■ **What you have to do**: The full listing needs to be output exactly.
──────
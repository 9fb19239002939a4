pub mod correlation;
pub mod rate_limit;
pub mod tenant;
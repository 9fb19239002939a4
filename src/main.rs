mod app;
mod cli;

use clap::Parser;
use cli::{Cli, Command, RunArgs};
use tracing_subscriber::EnvFilter;

fn main() -> anyhow::Result<()> {
    dotenvy::dotenv().ok();
    let cli = Cli::parse();

    let command = cli.command.unwrap_or(Command::Run(RunArgs::default()));

    match command {
        Command::Run(args) => cmd_run(args),
    }
}

fn cmd_run(args: RunArgs) -> anyhow::Result<()> {
    init_logging(&args.log_level);

    let runtime = tokio::runtime::Builder::new_multi_thread()
        .enable_all()
        .build()?;

    runtime.block_on(async {
        let application = app::Application::build(&args).await?;
        application.serve().await
    })
}

fn init_logging(level: &str) {
    let env_filter = EnvFilter::try_from_default_env().unwrap_or_else(|_| EnvFilter::new(level));
    tracing_subscriber::fmt().with_env_filter(env_filter).init();
}
//! Styled terminal reporting on the status channel (stderr)

use std::io::{self, Write};
use std::process;

pub const YELLOW: &str = "\u{001B}[0;33m";
pub const RED: &str = "\u{001B}[0;31m";
pub const BOLD: &str = "\u{001B}[1m";
pub const RESET: &str = "\u{001B}[0m";

/// Process exit codes
pub mod exit_codes {
    /// Generic fatal error (bad argument, broken output channel)
    pub const FATAL: i32 = 1;
    /// The device scan root is missing or unlistable
    pub const NO_DEVICE_DIR: i32 = 2;
    /// Interrupted by SIGINT (128 + signal number)
    pub const INTERRUPTED: i32 = 130;
}

/// Write a non-fatal warning line to the status channel.
pub fn warning<W: Write>(status: &mut W, styled: bool, message: &str) -> io::Result<()> {
    if styled {
        writeln!(status, "{YELLOW}{BOLD}WARNING{RESET} {message}")
    } else {
        writeln!(status, "WARNING {message}")
    }
}

/// Report a fatal error on stderr and terminate with the given exit code.
pub fn fatal(styled: bool, message: &str, code: i32) -> ! {
    let mut stderr = io::stderr();
    let result = if styled {
        writeln!(stderr, "{RED}{BOLD}ERROR{RESET} {message} -- exiting")
    } else {
        writeln!(stderr, "ERROR {message} -- exiting")
    };
    // Nothing left to tell the user if stderr itself is gone
    drop(result);
    process::exit(code)
}

#[cfg(test)]
mod tests {
    use super::*;

    #[test]
    fn test_plain_warning_line() {
        let mut sink = Vec::new();
        warning(&mut sink, false, "42 is out of range (1)").unwrap();
        assert_eq!(String::from_utf8(sink).unwrap(), "WARNING 42 is out of range (1)\n");
    }

    #[test]
    fn test_styled_warning_carries_ansi_marker() {
        let mut sink = Vec::new();
        warning(&mut sink, true, "42 is out of range (1)").unwrap();
        let line = String::from_utf8(sink).unwrap();
        assert!(line.starts_with(YELLOW));
        assert!(line.contains("WARNING"));
        assert!(line.ends_with("42 is out of range (1)\n"));
    }
}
──────
■ **Answer section**:
repository 9fb19239002939a4
pub mod correlation;
pub mod rate_limit;
pub mod tenant;
repository 9fb19239002939a4
filename src/main.rs
mod app;
mod cli;

use clap::Parser;
use cli::{Cli, Command, RunArgs};
use tracing_subscriber::EnvFilter;

fn main() -> anyhow::Result<()> {
    dotenvy::dotenv().ok();
    let cli = Cli::parse();

    let command = cli.command.unwrap_or(Command::Run(RunArgs::default()));

    match command {
        Command::Run(args) => cmd_run(args),
    }
}

fn cmd_run(args: RunArgs) -> anyhow::Result<()> {
    init_logging(&args.log_level);

    let runtime = tokio::runtime::Builder::new_multi_thread()
        .enable_all()
        .build()?;

    runtime.block_on(async {
        let application = app::Application::build(&args).await?;
        application.serve().await
    })
}

fn init_logging(level: &str) {
    let env_filter = EnvFilter::try_from_default_env().unwrap_or_else(|_| EnvFilter::new(level));
    tracing_subscriber::fmt().with_env_filter(env_filter).init();
}
//! Styled terminal reporting on the status channel (stderr)

use std::io::{self, Write};
use std::process;

pub const YELLOW: &str = "\u{001B}[0;33m";
pub const RED: &str = "\u{001B}[0;31m";
pub const BOLD: &str = "\u{001B}[1m";
pub const RESET: &str = "\u{001B}[0m";

/// Process exit codes
pub mod exit_codes {
    /// Generic fatal error (bad argument, broken output channel)
    pub const FATAL: i32 = 1;
    /// The device scan root is missing or unlistable
    pub const NO_DEVICE_DIR: i32 = 2;
    /// Interrupted by SIGINT (128 + signal number)
    pub const INTERRUPTED: i32 = 130;
}

/// Write a non-fatal warning line to the status channel.
pub fn warning<W: Write>(status: &mut W, styled: bool, message: &str) -> io::Result<()> {
    if styled {
        writeln!(status, "{YELLOW}{BOLD}WARNING{RESET} {message}")
    } else {
        writeln!(status, "WARNING {message}")
    }
}

/// Report a fatal error on stderr and terminate with the given exit code.
pub fn fatal(styled: bool, message: &str, code: i32) -> ! {
    let mut stderr = io::stderr();
    let result = if styled {
        writeln!(stderr, "{RED}{BOLD}ERROR{RESET} {message} -- exiting")
    } else {
        writeln!(stderr, "ERROR {message} -- exiting")
    };
    // Nothing left to tell the user if stderr itself is gone
    drop(result);
    process::exit(code)
}

#[cfg(test)]
mod tests {
    use super::*;

    #[test]
    fn test_plain_warning_line() {
        let mut sink = Vec::new();
        warning(&mut sink, false, "42 is out of range (1)").unwrap();
        assert_eq!(String::from_utf8(sink).unwrap(), "WARNING 42 is out of range (1)\n");
    }

    #[test]
    fn test_styled_warning_carries_ansi_marker() {
        let mut sink = Vec::new();
        warning(&mut sink, true, "42 is out of range (1)").unwrap();
        let line = String::from_utf8(sink).unwrap();
        assert!(line.starts_with(YELLOW));
        assert!(line.contains("WARNING"));
        assert!(line.ends_with("42 is out of range (1)\n"));
    }
}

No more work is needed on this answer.